I love low level play in Dungeons and Dragons. There! I said it!
Not for me are the bizarre tales of level 32 Fighters dual-wielding the Hammer of Thunderbolts and a +5 Sword of Dragon Slaying, tackling a squadron of githyanki pirates riding spider eaters, nor of level 25 Wizards reshaping the world as they see fit. There's nothing wrong with that game, of course, but it doesn't do it for me.
What I like are the tales of the little men. I have a copy of The Decameron, an interesting hodgepodge of stories told by a group of tale-spinners from the year 1348, full of tales of clever rogues, vengeance, and humor. The stories involve common men and women who find themselves in unusual situations and (generally) get the better of a more dull-witted rival through deception and cunning. It's a fascinating read, and extremely enjoyable. I recommend that you take a peek. It's worth every penny of the $7.95 I paid for it at Borders. Seriously. It's awesome.

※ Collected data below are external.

use crate::domain::model::{ExtractedData, TransformResult};
use crate::utils::error::Result;
use async_trait::async_trait;

pub trait Storage: Send + Sync {
    fn read_file(&self, path: &str) -> impl std::future::Future<Output = Result<Vec<u8>>> + Send;
    fn write_file(
        &self,
        path: &str,
        data: &[u8],
    ) -> impl std::future::Future<Output = Result<()>> + Send;
    /// Names of the regular files directly inside `dir`, sorted.
    fn list_files(&self, dir: &str)
        -> impl std::future::Future<Output = Result<Vec<String>>> + Send;
}

#[async_trait]
pub trait Pipeline: Send + Sync {
    async fn extract(&self) -> Result<ExtractedData>;
    async fn transform(&self, data: ExtractedData) -> Result<TransformResult>;
    /// Writes the outputs and returns the paths written.
    async fn load(&self, result: TransformResult) -> Result<Vec<String>>;
}
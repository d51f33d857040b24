use crate::utils::error::{EtlError, Result};
use crate::utils::validation::{self, Validate};
use serde::{Deserialize, Serialize};
use std::path::Path;

pub const DEFAULT_GEOJSON_DIR: &str = "municipal-brazilian-geodata/data";
pub const DEFAULT_GEOJSON_EXCLUDE: &str = "Brasil.json";
pub const DEFAULT_GEOJSON_OUTPUT: &str = "Brazil_ADM2.geojson";
pub const DEFAULT_NETWORK_OUTPUT: &str = "3_network.json";
pub const DEFAULT_OUTPUT_PATH: &str = "out";
pub const DEFAULT_EDGE_COUNT: usize = 1000;
pub const DEFAULT_INDEX_RANGE: usize = 300;

#[derive(Debug, Clone, Serialize, Deserialize)]
pub struct NetworkConfig {
    #[serde(default)]
    pub pipeline: PipelineInfo,
    #[serde(default)]
    pub geojson: GeoJsonConfig,
    #[serde(default = "default_clusters")]
    pub clusters: Vec<ClusterConfig>,
    #[serde(default)]
    pub edges: EdgeConfig,
    #[serde(default)]
    pub load: LoadConfig,
    pub monitoring: Option<MonitoringConfig>,
}

#[derive(Debug, Clone, Serialize, Deserialize)]
pub struct PipelineInfo {
    pub name: String,
    #[serde(default)]
    pub description: String,
    #[serde(default)]
    pub version: String,
}

#[derive(Debug, Clone, Serialize, Deserialize)]
pub struct GeoJsonConfig {
    #[serde(default = "default_geojson_dir")]
    pub input_dir: String,
    /// File name inside `input_dir` left out of the merge.
    #[serde(default = "default_geojson_exclude")]
    pub exclude: Option<String>,
    #[serde(default = "default_geojson_output")]
    pub output_file: String,
}

/// One indicator CSV turned into one cluster.
#[derive(Debug, Clone, Serialize, Deserialize)]
pub struct ClusterConfig {
    pub id: String,
    pub label: String,
    /// Metadata only, copied to `keyAttribute`.
    pub key_attribute: String,
    pub path: String,
    #[serde(default = "default_dedup_column")]
    pub dedup_column: String,
    #[serde(default = "default_label_column")]
    pub label_column: String,
    #[serde(default = "default_delimiter")]
    pub delimiter: String,
}

#[derive(Debug, Clone, Serialize, Deserialize)]
pub struct EdgeConfig {
    #[serde(default = "default_edge_count")]
    pub count: usize,
    #[serde(default = "default_index_range")]
    pub index_range: usize,
    #[serde(default = "default_kind")]
    pub kind: String,
    #[serde(default = "default_weight")]
    pub weight: f64,
    pub seed: Option<u64>,
}

#[derive(Debug, Clone, Serialize, Deserialize)]
pub struct LoadConfig {
    #[serde(default = "default_output_path")]
    pub output_path: String,
    #[serde(default = "default_network_output")]
    pub network_file: String,
    #[serde(default)]
    pub pretty: bool,
}

#[derive(Debug, Clone, Serialize, Deserialize)]
pub struct MonitoringConfig {
    pub enabled: bool,
}

fn default_geojson_dir() -> String {
    DEFAULT_GEOJSON_DIR.to_string()
}

fn default_geojson_exclude() -> Option<String> {
    Some(DEFAULT_GEOJSON_EXCLUDE.to_string())
}

fn default_geojson_output() -> String {
    DEFAULT_GEOJSON_OUTPUT.to_string()
}

fn default_dedup_column() -> String {
    "geocode".to_string()
}

fn default_label_column() -> String {
    "municipality".to_string()
}

fn default_delimiter() -> String {
    ",".to_string()
}

fn default_edge_count() -> usize {
    DEFAULT_EDGE_COUNT
}

fn default_index_range() -> usize {
    DEFAULT_INDEX_RANGE
}

fn default_kind() -> String {
    "geo".to_string()
}

fn default_weight() -> f64 {
    1.0
}

fn default_output_path() -> String {
    DEFAULT_OUTPUT_PATH.to_string()
}

fn default_network_output() -> String {
    DEFAULT_NETWORK_OUTPUT.to_string()
}

fn default_clusters() -> Vec<ClusterConfig> {
    vec![
        ClusterConfig::new(
            "0",
            "Environmental",
            "defor",
            "TRAJETORIAS_DATASET_Environmental_dimension_indicators.csv",
        ),
        ClusterConfig::new(
            "1",
            "Socio-Economic",
            "ipm",
            "TRAJETORIAS_DATASET_Socio-Economic_dimension-indicators.csv",
        ),
    ]
}

impl Default for PipelineInfo {
    fn default() -> Self {
        Self {
            name: "geonet".to_string(),
            description: "Indicator CSVs and municipal boundaries to a node/edge network"
                .to_string(),
            version: env!("CARGO_PKG_VERSION").to_string(),
        }
    }
}

impl Default for GeoJsonConfig {
    fn default() -> Self {
        Self {
            input_dir: default_geojson_dir(),
            exclude: default_geojson_exclude(),
            output_file: default_geojson_output(),
        }
    }
}

impl Default for EdgeConfig {
    fn default() -> Self {
        Self {
            count: default_edge_count(),
            index_range: default_index_range(),
            kind: default_kind(),
            weight: default_weight(),
            seed: None,
        }
    }
}

impl Default for LoadConfig {
    fn default() -> Self {
        Self {
            output_path: default_output_path(),
            network_file: default_network_output(),
            pretty: false,
        }
    }
}

impl Default for NetworkConfig {
    fn default() -> Self {
        Self {
            pipeline: PipelineInfo::default(),
            geojson: GeoJsonConfig::default(),
            clusters: default_clusters(),
            edges: EdgeConfig::default(),
            load: LoadConfig::default(),
            monitoring: None,
        }
    }
}

impl GeoJsonConfig {
    /// 空字串視為不排除任何檔案
    pub fn excluded_file(&self) -> Option<&str> {
        self.exclude.as_deref().filter(|name| !name.is_empty())
    }
}

impl ClusterConfig {
    pub fn new(id: &str, label: &str, key_attribute: &str, path: &str) -> Self {
        Self {
            id: id.to_string(),
            label: label.to_string(),
            key_attribute: key_attribute.to_string(),
            path: path.to_string(),
            dedup_column: default_dedup_column(),
            label_column: default_label_column(),
            delimiter: default_delimiter(),
        }
    }

    /// Delimiter as the single byte the CSV reader expects.
    pub fn delimiter_byte(&self) -> Result<u8> {
        validation::validate_delimiter(&format!("clusters[{}].delimiter", self.id), &self.delimiter)
    }
}

impl NetworkConfig {
    /// 從 TOML 檔案載入配置
    pub fn from_file<P: AsRef<Path>>(path: P) -> Result<Self> {
        let content = std::fs::read_to_string(&path).map_err(EtlError::IoError)?;
        Self::from_toml_str(&content)
    }

    pub fn from_toml_str(content: &str) -> Result<Self> {
        let processed_content = Self::substitute_env_vars(content)?;

        toml::from_str(&processed_content).map_err(|e| EtlError::ConfigValidationError {
            field: "toml_parsing".to_string(),
            message: format!("TOML parsing error: {}", e),
        })
    }

    /// 替換環境變數 (例如 ${DATA_DIR})；未設定的變數保持原樣
    fn substitute_env_vars(content: &str) -> Result<String> {
        let re = regex::Regex::new(r"\$\{([^}]+)\}").map_err(|e| EtlError::ConfigValidationError {
            field: "environment".to_string(),
            message: e.to_string(),
        })?;

        let result = re.replace_all(content, |caps: &regex::Captures| {
            let var_name = &caps[1];
            std::env::var(var_name).unwrap_or_else(|_| format!("${{{}}}", var_name))
        });

        Ok(result.to_string())
    }

    pub fn output_path(&self) -> &str {
        &self.load.output_path
    }

    pub fn monitoring_enabled(&self) -> bool {
        self.monitoring.as_ref().map(|m| m.enabled).unwrap_or(false)
    }
}

impl Validate for NetworkConfig {
    fn validate(&self) -> Result<()> {
        validation::validate_path("geojson.input_dir", &self.geojson.input_dir)?;
        validation::validate_file_name("geojson.output_file", &self.geojson.output_file)?;
        if let Some(exclude) = self.geojson.excluded_file() {
            validation::validate_file_name("geojson.exclude", exclude)?;
        }

        if self.clusters.is_empty() {
            return Err(EtlError::ConfigValidationError {
                field: "clusters".to_string(),
                message: "At least one cluster must be configured".to_string(),
            });
        }
        for cluster in &self.clusters {
            validation::validate_non_empty_string("clusters.id", &cluster.id)?;
            validation::validate_path(&format!("clusters[{}].path", cluster.id), &cluster.path)?;
            validation::validate_non_empty_string(
                &format!("clusters[{}].dedup_column", cluster.id),
                &cluster.dedup_column,
            )?;
            validation::validate_non_empty_string(
                &format!("clusters[{}].label_column", cluster.id),
                &cluster.label_column,
            )?;
            cluster.delimiter_byte()?;
        }
        validation::validate_unique("clusters.id", self.clusters.iter().map(|c| c.id.as_str()))?;

        validation::validate_positive_number("edges.index_range", self.edges.index_range, 1)?;
        validation::validate_non_empty_string("edges.kind", &self.edges.kind)?;
        if !self.edges.weight.is_finite() {
            return Err(EtlError::InvalidConfigValueError {
                field: "edges.weight".to_string(),
                value: self.edges.weight.to_string(),
                reason: "Weight must be a finite number".to_string(),
            });
        }

        validation::validate_path("load.output_path", &self.load.output_path)?;
        validation::validate_file_name("load.network_file", &self.load.network_file)?;
        if self.load.network_file == self.geojson.output_file {
            return Err(EtlError::InvalidConfigValueError {
                field: "load.network_file".to_string(),
                value: self.load.network_file.clone(),
                reason: "Must differ from geojson.output_file".to_string(),
            });
        }

        Ok(())
    }
}

#[cfg(test)]
mod tests {
    use super::*;
    use std::io::Write;
    use tempfile::NamedTempFile;

    #[test]
    fn test_defaults_match_expected_layout() {
        let config = NetworkConfig::default();

        assert_eq!(config.geojson.input_dir, "municipal-brazilian-geodata/data");
        assert_eq!(config.geojson.exclude.as_deref(), Some("Brasil.json"));
        assert_eq!(config.geojson.output_file, "Brazil_ADM2.geojson");
        assert_eq!(config.load.output_path, "out");
        assert_eq!(config.load.network_file, "3_network.json");
        assert_eq!(config.edges.count, 1000);
        assert_eq!(config.edges.index_range, 300);
        assert_eq!(config.clusters[0].id, "0");
        assert_eq!(config.clusters[1].id, "1");
        assert_eq!(config.clusters[1].label, "Socio-Economic");
        assert_eq!(config.clusters[1].key_attribute, "ipm");
        assert!(config.validate().is_ok());
    }

    #[test]
    fn test_empty_toml_uses_defaults() {
        let config = NetworkConfig::from_toml_str("").unwrap();
        assert_eq!(config.clusters.len(), 2);
        assert_eq!(config.edges.count, 1000);
        assert!(!config.load.pretty);
        assert!(!config.monitoring_enabled());
    }

    #[test]
    fn test_parse_full_toml_config() {
        let toml_content = r#"
[pipeline]
name = "test-network"

[geojson]
input_dir = "geo"
output_file = "merged.geojson"

[[clusters]]
id = "env"
label = "Environmental"
key_attribute = "defor"
path = "env.csv"
delimiter = ";"

[edges]
count = 10
index_range = 5
seed = 42

[load]
output_path = "./test-output"
pretty = true

[monitoring]
enabled = true
"#;

        let config = NetworkConfig::from_toml_str(toml_content).unwrap();

        assert_eq!(config.pipeline.name, "test-network");
        assert_eq!(config.geojson.input_dir, "geo");
        assert_eq!(config.geojson.exclude.as_deref(), Some("Brasil.json"));
        assert_eq!(config.clusters.len(), 1);
        assert_eq!(config.clusters[0].dedup_column, "geocode");
        assert_eq!(config.clusters[0].delimiter_byte().unwrap(), b';');
        assert_eq!(config.edges.seed, Some(42));
        assert_eq!(config.edges.kind, "geo");
        assert_eq!(config.load.network_file, "3_network.json");
        assert!(config.load.pretty);
        assert!(config.monitoring_enabled());
        assert!(config.validate().is_ok());
    }

    #[test]
    fn test_env_var_substitution() {
        std::env::set_var("GEONET_TEST_GEO_DIR", "/data/geo");

        let toml_content = r#"
[geojson]
input_dir = "${GEONET_TEST_GEO_DIR}"
"#;

        let config = NetworkConfig::from_toml_str(toml_content).unwrap();
        assert_eq!(config.geojson.input_dir, "/data/geo");

        std::env::remove_var("GEONET_TEST_GEO_DIR");
    }

    #[test]
    fn test_config_validation() {
        let mut config = NetworkConfig::default();
        config.clusters[1].id = "0".to_string();
        assert!(config.validate().is_err());

        let mut config = NetworkConfig::default();
        config.clusters.clear();
        assert!(config.validate().is_err());

        let mut config = NetworkConfig::default();
        config.edges.index_range = 0;
        assert!(config.validate().is_err());

        let mut config = NetworkConfig::default();
        config.load.network_file = config.geojson.output_file.clone();
        assert!(config.validate().is_err());
    }

    #[test]
    fn test_invalid_toml_is_config_error() {
        let err = NetworkConfig::from_toml_str("[edges]\ncount = \"many\"").unwrap_err();
        assert!(matches!(err, EtlError::ConfigValidationError { .. }));
    }

    #[test]
    fn test_config_from_file() {
        let mut temp_file = NamedTempFile::new().unwrap();

        let toml_content = r#"
[pipeline]
name = "file-test"

[edges]
count = 3
"#;

        temp_file.write_all(toml_content.as_bytes()).unwrap();

        let config = NetworkConfig::from_file(temp_file.path()).unwrap();
        assert_eq!(config.pipeline.name, "file-test");
        assert_eq!(config.edges.count, 3);
    }
}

It's the same way in roleplaying games. The story of how Napoleon conquered a good chunk of Europe is pretty interesting, and similarly with Alexander and Genghis Khan. Masterful conquerors, valiant warriors, and interesting people every one of them. But they're not interesting because they were powerful- what's interesting is what makes them tick.
For example, knowing that Alexander had an awful temper and was prone to hot-headedness is interesting- you can imagine what it'd be like to meet this warrior-king. We've all met fiery, passionate, driven people before, and we can relate. His megalomania and paranoia are interesting. Who hasn't felt like they ought to be the ruler of the known world? Who hasn't wondered if there aren't secret conspiracies amongst us? The fact that he conquered so much of the world is interesting, and the accounts of his battles are interesting, filled as they are with brilliant strategies and incredible insights.
But you'll notice that this is all historical. This actually happened, with regular people. Interesting, larger-than-life people, yes. But regular people nonetheless. Genghis Khan didn't have to have a magical sword, enchanted greaves, or a wand of fireballs to ravage the world with his hordes. He did it by being smarter, meaner, and tougher than anybody around him.
And that's how D&D should play. You can be the roughest, toughest, meanest motherslapper in town. Cool. But you're still going to need to be smart to get ahead. You can't lean on your magical weapons, armor, scrolls, potions, and staves to carry you through. You can't plow through an army of level 1 soldiers, because they're "merely" wearing plate mail, mounted on mundane horses, and wielding "boring" lances. That's insane, and that's just not right.
I'm not saying that you shouldn't get tougher, or that you should always face the same enemies in your games. I'm not saying you shouldn't progress, or that if you're playing a different way then you're wrong. I'm just saying that there's no reason that "mundane" is boring. There absolutely isn't. Nothing could be more exciting.